Saturday, February 6, 2016

A Low-Sinkin' Sun

Typically, February's most endearing quality is its brevity.  This year, however, is a Leap Year.  Instead of a mere twenty-eight day sprint to March, an additional February day graces (or pockmarks if you prefer) the calendar.  For everyone out there begging for one more day of cold, miserable, shitty winter weather, rejoice!  I sought refuge in law school to avoid the hard sciences so I know not whether - at the initial meeting of the Committee to Adjust the Calendar in Leap Years - anyone broached the idea of adding Day 366 to one of the other eleven months...such as July.   

Who would have opposed the idea of having an additional summer day once every four years?  No school-age child within the geographical confines of these United States.  Except, perhaps, for my cousin Moira.  Moira and I are the same age.  She is a Californian so, as kids, we did not see each other often but we did chat on a regular basis.  Whereas I spent my high school career counting the days down to graduation, Moira went to school every chance she got - including attending high school year-round.  Lunacy.  

This year, February's saving grace is that it cannot be any more devastating to the music industry than the month that preceded it.  In January, the music world mourned the loss of (among others) David Bowie and, shortly thereafter, Glenn Frey.  Frey was one of the founding members of the Eagles.  In addition to his longstanding membership in the band, he carved out a nice, extended, and successful solo career for himself, which began in earnest way back when in the 1980's following the Eagles' decision to break up (or to take a timeout, whichever you prefer).  

Frey is a man whose acquaintance I never made.  However, while I was a student at CU, a woman with whom I was friends who had met him spoke very highly of him.  Her dad was the Director of Photography on Miami Vice and Frey guest-starred on at least one episode.  She happened to be in Florida visiting her father the week that they filmed Frey's episode.  During the breaks in filming, she not only had the chance to talk to him but to observe him as he interacted with the people on the crew, the extras, etc. and, apparently, came away quite impressed.  In the immediate aftermath of his death, as tributes poured in from all over the world, I noted just how often others made reference to the quality of his character.  He apparently treated practically everyone with whom he interacted as well as he had treated Karen and the other "regular folks" on the set of that television show thirty years ago.  

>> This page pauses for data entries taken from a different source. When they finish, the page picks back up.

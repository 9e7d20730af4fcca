//! # atec-recommend
//!
//! Recommends follow-up questions for an evaluation by looking at the
//! evaluations whose answer patterns are most similar to it.
//!
//! ## Pipeline
//!
//! | Stage | Module | Output |
//! |-------|--------|--------|
//! | Rating matrix | [`matrix`] | evaluation × question scores, missing cells tracked |
//! | Similarity | [`similarity`] | symmetric cosine matrix |
//! | Neighbors | [`neighbors`] | top-K most similar other evaluations |
//! | Aggregation | [`aggregate`] | per-question mean over neighbors that answered |
//! | Ranking | [`ranking`] | top-N questions by gap or by unanswered aggregate |
//!
//! Every stage is a pure function of its inputs. [`RecommendationEngine`]
//! wires them to an [`IAnswerSource`](atec_core::IAnswerSource) and joins the
//! result with question metadata from the [`QuestionCatalog`].

pub mod aggregate;
pub mod catalog;
pub mod engine;
pub mod matrix;
pub mod neighbors;
pub mod ranking;
pub mod similarity;

pub use aggregate::Aggregate;
pub use catalog::QuestionCatalog;
pub use engine::RecommendationEngine;
pub use matrix::{Cell, RatingMatrix};
pub use neighbors::{select_neighbors, Neighbor};
pub use ranking::RankedQuestion;
pub use similarity::SimilarityMatrix;
//! Nearest-neighbor selection over the similarity matrix.

use std::cmp::Ordering;

use serde::{Deserialize, Serialize};

use atec_core::errors::{AtecError, AtecResult};
use atec_core::models::EvaluationId;

use crate::similarity::SimilarityMatrix;

/// An evaluation selected for its similarity to the target.
#[derive(Debug, Clone, Copy, PartialEq, Serialize, Deserialize)]
pub struct Neighbor {
    pub evaluation_id: EvaluationId,
    pub similarity: f64,
}

/// Pick the `k` evaluations most similar to `target`.
///
/// The target is always excluded. Ties on similarity go to the lower
/// evaluation id. Returns fewer than `k` when fewer candidates exist.
pub fn select_neighbors(
    target: EvaluationId,
    similarity: &SimilarityMatrix,
    k: usize,
) -> AtecResult<Vec<Neighbor>> {
    let row = similarity
        .row(target)
        .ok_or_else(|| AtecError::not_found(target, "absent from the similarity matrix"))?;

    let mut candidates: Vec<Neighbor> = row
        .filter(|(id, _)| *id != target)
        .map(|(evaluation_id, similarity)| Neighbor {
            evaluation_id,
            similarity,
        })
        .collect();

    candidates.sort_by(by_similarity_desc);
    candidates.truncate(k);
    Ok(candidates)
}

fn by_similarity_desc(a: &Neighbor, b: &Neighbor) -> Ordering {
    b.similarity
        .total_cmp(&a.similarity)
        .then_with(|| a.evaluation_id.cmp(&b.evaluation_id))
}

#[cfg(test)]
mod tests {
    use super::*;
    use crate::matrix::RatingMatrix;
    use atec_core::models::AnswerRecord;
    use chrono::Utc;

    fn similarity(cells: &[(EvaluationId, i64, f64)]) -> SimilarityMatrix {
        let answers: Vec<AnswerRecord> = cells
            .iter()
            .map(|(e, q, s)| AnswerRecord::new(*e, 100 + *e, *q, *s, Utc::now()))
            .collect();
        SimilarityMatrix::compute(&RatingMatrix::build(&answers).unwrap(), 0.0)
    }

    fn ids(neighbors: &[Neighbor]) -> Vec<EvaluationId> {
        neighbors.iter().map(|n| n.evaluation_id).collect()
    }

    #[test]
    fn closest_pattern_wins() {
        let sim = similarity(&[(1, 1, 5.0), (1, 2, 3.0), (2, 1, 5.0), (2, 2, 3.0), (3, 1, 1.0), (3, 2, 1.0)]);
        let neighbors = select_neighbors(1, &sim, 1).unwrap();
        assert_eq!(ids(&neighbors), vec![2]);
    }

    #[test]
    fn target_is_never_returned() {
        let sim = similarity(&[(1, 1, 1.0), (2, 1, 1.0), (3, 1, 1.0)]);
        let neighbors = select_neighbors(2, &sim, 10).unwrap();
        assert_eq!(ids(&neighbors), vec![1, 3]);
    }

    #[test]
    fn ties_break_by_ascending_id() {
        let sim = similarity(&[(9, 1, 2.0), (4, 1, 3.0), (7, 1, 1.0), (1, 1, 5.0)]);
        let neighbors = select_neighbors(1, &sim, 2).unwrap();
        assert_eq!(ids(&neighbors), vec![4, 7]);
    }

    #[test]
    fn unknown_target_is_not_found() {
        let sim = similarity(&[(1, 1, 1.0)]);
        let err = select_neighbors(5, &sim, 3).unwrap_err();
        assert!(matches!(err, AtecError::NotFound { evaluation_id: 5, .. }));
    }

    #[test]
    fn single_row_yields_no_neighbors() {
        let sim = similarity(&[(1, 1, 1.0)]);
        assert!(select_neighbors(1, &sim, 5).unwrap().is_empty());
    }
}
use chrono::Utc;

use atec_core::config::StorageConfig;
use atec_core::models::QuestionRecord;
use atec_core::traits::IAnswerSource;
use atec_storage::pool::pragmas;
use atec_storage::StorageEngine;

fn config_for(path: &std::path::Path) -> StorageConfig {
    StorageConfig {
        db_path: path.display().to_string(),
        read_pool_size: 2,
        ..Default::default()
    }
}

#[test]
fn data_written_by_one_engine_is_read_by_the_next() {
    let dir = tempfile::tempdir().unwrap();
    let path = dir.path().join("answers.db");

    {
        let engine = StorageEngine::from_config(&config_for(&path)).unwrap();
        engine
            .insert_question(&QuestionRecord {
                question_id: 1,
                number: 1,
                content: "Climbs stairs alone".to_string(),
                area: "motor".to_string(),
            })
            .unwrap();
        engine.insert_item(1, 3.0).unwrap();
        engine.insert_evaluation(5, 9, Utc::now()).unwrap();
        engine.insert_answer(5, 1, 1).unwrap();
    }

    let engine = StorageEngine::from_config(&config_for(&path)).unwrap();
    let answers = engine.fetch_answers(9, 5).unwrap();
    assert_eq!(answers.len(), 1);
    assert_eq!(answers[0].score, 3.0);
    assert_eq!(engine.fetch_questions().unwrap().len(), 1);
}

#[test]
fn read_pool_sees_writer_commits() {
    let dir = tempfile::tempdir().unwrap();
    let path = dir.path().join("answers.db");
    let engine = StorageEngine::from_config(&config_for(&path)).unwrap();

    assert_eq!(engine.pool().readers.as_ref().map(|r| r.size()), Some(2));
    assert!(!engine.evaluation_belongs_to_client(4, 40).unwrap());
    engine.insert_evaluation(40, 4, Utc::now()).unwrap();
    assert!(engine.evaluation_belongs_to_client(4, 40).unwrap());
}

#[test]
fn file_backed_writer_uses_wal() {
    let dir = tempfile::tempdir().unwrap();
    let engine = StorageEngine::from_config(&config_for(&dir.path().join("answers.db"))).unwrap();
    let wal = engine
        .pool()
        .writer
        .with_conn(pragmas::verify_wal_mode)
        .unwrap();
    assert!(wal);
}
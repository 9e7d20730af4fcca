//! Connection pool managing read/write connections.

pub mod pragmas;
pub mod read_pool;
pub mod write_connection;

use std::path::{Path, PathBuf};

use atec_core::errors::AtecResult;

pub use read_pool::ReadPool;
pub use write_connection::WriteConnection;

/// Manages the single write connection and the read connection pool.
pub struct ConnectionPool {
    pub writer: WriteConnection,
    pub readers: Option<ReadPool>,
    pub db_path: Option<PathBuf>,
}

impl ConnectionPool {
    /// Open a connection pool for the given database file.
    pub fn open(path: &Path, read_pool_size: usize, busy_timeout_ms: u32) -> AtecResult<Self> {
        let writer = WriteConnection::open(path, busy_timeout_ms)?;
        let readers = ReadPool::open(path, read_pool_size, busy_timeout_ms)?;
        Ok(Self {
            writer,
            readers: Some(readers),
            db_path: Some(path.to_path_buf()),
        })
    }

    /// Open an in-memory database with no read pool: separate in-memory
    /// connections would each see their own empty database.
    pub fn open_in_memory(busy_timeout_ms: u32) -> AtecResult<Self> {
        Ok(Self {
            writer: WriteConnection::open_in_memory(busy_timeout_ms)?,
            readers: None,
            db_path: None,
        })
    }
}
//! Test fixtures for the ATEC recommender: an in-memory answer source,
//! a fault-injecting wrapper, and loaders for the golden JSON scenarios.
//!
//! Panics instead of returning errors; only tests depend on this crate.

pub mod scenario;
pub mod source;

pub use scenario::{Expected, Scenario};
pub use source::{question, FailPoint, FailingAnswerSource, InMemoryAnswerSource};

use serde::de::DeserializeOwned;
use std::path::PathBuf;

/// Root directory of the fixture files, shipped inside this crate.
fn fixtures_root() -> PathBuf {
    PathBuf::from(env!("CARGO_MANIFEST_DIR"))
}

/// Load and deserialize a JSON fixture file.
///
/// # Panics
/// Panics if the file doesn't exist or can't be deserialized.
pub fn load_fixture<T: DeserializeOwned>(relative_path: &str) -> T {
    let path = fixtures_root().join(relative_path);
    let content = std::fs::read_to_string(&path)
        .unwrap_or_else(|e| panic!("Failed to read fixture {}: {}", path.display(), e));
    serde_json::from_str(&content)
        .unwrap_or_else(|e| panic!("Failed to parse fixture {}: {}", path.display(), e))
}

/// Check that a fixture file exists.
pub fn fixture_exists(relative_path: &str) -> bool {
    fixtures_root().join(relative_path).exists()
}

/// List all JSON files in a fixture subdirectory, sorted by file name.
pub fn list_fixtures(subdir: &str) -> Vec<PathBuf> {
    let dir = fixtures_root().join(subdir);
    if !dir.exists() {
        return Vec::new();
    }
    let mut files: Vec<PathBuf> = std::fs::read_dir(&dir)
        .unwrap_or_else(|e| panic!("Failed to read directory {}: {}", dir.display(), e))
        .filter_map(|entry| {
            let entry = entry.ok()?;
            let path = entry.path();
            if path.extension().is_some_and(|ext| ext == "json") {
                Some(path)
            } else {
                None
            }
        })
        .collect();
    files.sort();
    files
}

/// Load every scenario under `scenarios/`.
pub fn load_scenarios() -> Vec<Scenario> {
    list_fixtures("scenarios")
        .iter()
        .map(|path| {
            let relative = path
                .strip_prefix(fixtures_root())
                .unwrap_or_else(|_| panic!("fixture outside root: {}", path.display()));
            load_fixture(&relative.to_string_lossy())
        })
        .collect()
}

#[cfg(test)]
mod tests {
    use super::*;

    #[test]
    fn scenarios_directory_is_populated() {
        assert!(fixture_exists("scenarios"));
        assert!(!list_fixtures("scenarios").is_empty());
    }

    #[test]
    fn every_scenario_parses_and_has_answers() {
        for scenario in load_scenarios() {
            assert!(!scenario.name.is_empty());
            assert!(!scenario.answers.is_empty(), "{} has no answers", scenario.name);
        }
    }

    #[test]
    fn missing_subdirectory_lists_nothing() {
        assert!(list_fixtures("does-not-exist").is_empty());
    }
}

The Eagles are a band whose music I enjoy but whose catalog I do not pretend to know in any depth.  There is one Eagles track that I detest, which is "Hotel California."  It is a song that I have loathed since I first heard it close to forty years ago.  I cannot explain the root of my disdain.  Nor can I explain the hatred and loathing I have always felt for "Sultans of Swing" by Dire Straits, a band whose leader, Mark Knopfler, is one of my favorite artists.  

But I digress.

Whatever familiarity I have with the Eagles' catalog is almost exclusively with their "pre-breakup" material.  I understand that in connection with the somewhat relentless amount of touring they did over the course of the past decade or so, they released a couple of albums of new material.  Between the dates on which they released it and the date on which Glenn Frey died, the only "new" song of theirs I had ever heard was "Get Over It", which I like because of its "Kill all the lawyers" lyric.  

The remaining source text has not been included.